# Apache http server remote connection problem



## moe70

im using wamp5 (apache myqsl php..) to host my websit. i got all that installed on my slave hhd the website and wamp... i formated my master hard disk 2days ago and now i cant connect to my site remotely, i can only do localhost (http://localhost/index..... http://127.0.0.1)

anyone had this problem b4? do you have an idea why this's happening. firewall (off)... some windows settings...?


----------



## krakozia

yes i have had that problem in my post below u i wanted someone to answer to that are u using a router at home?.... sence we both having the same problem do u want to be hosting buddies im trying to make a server for web hosting to host other sites and if so how old are u?


----------



## Skie

moe70 said:


> im using wamp5 (apache myqsl php..) to host my websit. i got all that installed on my slave hhd the website and wamp... i formated my master hard disk 2days ago and now i cant connect to my site remotely, i can only do localhost (http://localhost/index..... http://127.0.0.1)
> 
> anyone had this problem b4? do you have an idea why this's happening. firewall (off)... some windows settings...?

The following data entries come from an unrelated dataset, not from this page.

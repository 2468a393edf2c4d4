//! Non-blocking effect engine for WS2812 LED strips.
//!
//! A [`StripHandle`] owns the pixel buffer, the running effect and the
//! [`Transmitter`] that talks to the hardware. Effects advance only when the
//! handle is ticked, typically by a [`FrameScheduler`] in a periodic task.
//! Other tasks reach the strip through a [`CommandChannel`].
#![no_std]

#[macro_use]
mod trace;

pub mod buffer;
pub mod color;
pub mod command;
pub mod config;
pub mod driver;
pub mod effect;
pub mod engine;
pub mod error;
pub mod math8;
pub mod range;
pub mod scheduler;
pub mod strip;

pub use buffer::PixelBuffer;
pub use color::{Hsv, Rgb, palette};
pub use command::{Command, CommandChannel, CommandReceiver, CommandSender};
pub use config::{BreathCurve, EffectTimings, MatrixLayout, StripConfig, Topology};
pub use driver::{SmartLedsTransmitter, Transmitter};
pub use effect::{EffectDescriptor, EffectKind, RawDescriptor};
pub use engine::EffectEngine;
pub use error::{DescriptorError, Error, InitError, Result};
pub use range::LedRange;
pub use scheduler::{FrameResult, FrameScheduler};
pub use strip::StripHandle;

pub use embassy_time::{Duration, Instant};
//! Effect engine
//!
//! Turns the active [`EffectDescriptor`] into a sequence of frames. Time only
//! moves when [`EffectEngine::tick`] is called, so nothing in here ever waits.

use embassy_time::Duration;

use crate::buffer::PixelBuffer;
use crate::color::palette::BLACK;
use crate::config::EffectTimings;
use crate::effect::{EffectDescriptor, EffectKind, EffectSlot, EffectStatus, StaticColorEffect};
use crate::error::DescriptorError;
use crate::range::LedRange;

/// Runs one effect at a time against a pixel buffer
#[derive(Debug, Clone)]
pub struct EffectEngine {
    timings: EffectTimings,
    descriptor: EffectDescriptor,
    slot: EffectSlot,
    /// False until the first tick after `apply`
    started: bool,
}

impl EffectEngine {
    /// Engine showing `Off` over an already black buffer
    pub fn new(timings: EffectTimings) -> Self {
        Self {
            timings,
            descriptor: EffectDescriptor::off(),
            slot: EffectSlot::Off(StaticColorEffect::settled(BLACK)),
            started: true,
        }
    }

    pub const fn kind(&self) -> EffectKind {
        self.slot.kind()
    }

    pub const fn descriptor(&self) -> &EffectDescriptor {
        &self.descriptor
    }

    pub const fn timings(&self) -> &EffectTimings {
        &self.timings
    }

    /// Replace the running effect.
    ///
    /// The new effect starts on the next tick. On error nothing changes.
    pub fn apply(&mut self, descriptor: EffectDescriptor, len: usize) -> Result<(), DescriptorError> {
        descriptor.validate(len)?;

        trace!(
            "[EffectEngine.apply] {} -> {} (count {})",
            self.descriptor.kind, descriptor.kind, descriptor.count
        );
        self.slot = EffectSlot::from_descriptor(&descriptor, &self.timings);
        self.descriptor = descriptor;
        self.started = false;
        Ok(())
    }

    /// Switch to `Off` and clear the buffer
    pub fn stop<const MAX_LEDS: usize>(&mut self, buffer: &mut PixelBuffer<MAX_LEDS>) {
        self.descriptor = EffectDescriptor::off();
        self.slot = EffectSlot::Off(StaticColorEffect::settled(BLACK));
        self.started = true;
        buffer.clear();
    }

    /// Advance the running effect by `elapsed` and render it into `buffer`
    pub fn tick<const MAX_LEDS: usize>(
        &mut self,
        elapsed: Duration,
        buffer: &mut PixelBuffer<MAX_LEDS>,
    ) {
        let elapsed = if self.started {
            elapsed
        } else {
            // A fresh effect starts at phase zero on this tick
            self.started = true;
            if self.descriptor.range.is_some() {
                buffer.clear();
            }
            Duration::from_ticks(0)
        };

        let range = self
            .descriptor
            .range
            .unwrap_or_else(|| LedRange::full(buffer.len()));
        // Ranges are checked against the buffer length in `apply`
        let Some(leds) = buffer.window_mut(range) else {
            return;
        };

        if self.slot.render(elapsed, leds) == EffectStatus::Finished {
            trace!("[EffectEngine.tick] {} finished", self.descriptor.kind);
            self.stop(buffer);
        }
    }
}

Are you able to access your site remotely?


----------



## DumberDrummer

I believe he said that he couldn't connect remotely 

Anyway, I have a similar problem, and its because my modem takes any local usage of my public IP as a call to the config program for the modem. So I had to edit my hosts file to interperet the domain name as my local ip. 

It might be something similar, so if you want to post a link to the site, one of us can check it out for you.


----------



## moe70

DumberDrummer said:


> I believe he said that he couldn't connect remotely
> 
> Anyway, I have a similar problem, and its because my modem takes any local usage of my public IP as a call to the config program for the modem. So I had to edit my hosts file to interperet the domain name as my local ip.
> 
> It might be something similar, so if you want to post a link to the site, one of us can check it out for you.


mine doesnt do that wen i dial my internal ip it takes me to my site (hosting it on ma computer using apache..) but wen someone tries to access it using my external ip it doesnt let them it says page cant be found.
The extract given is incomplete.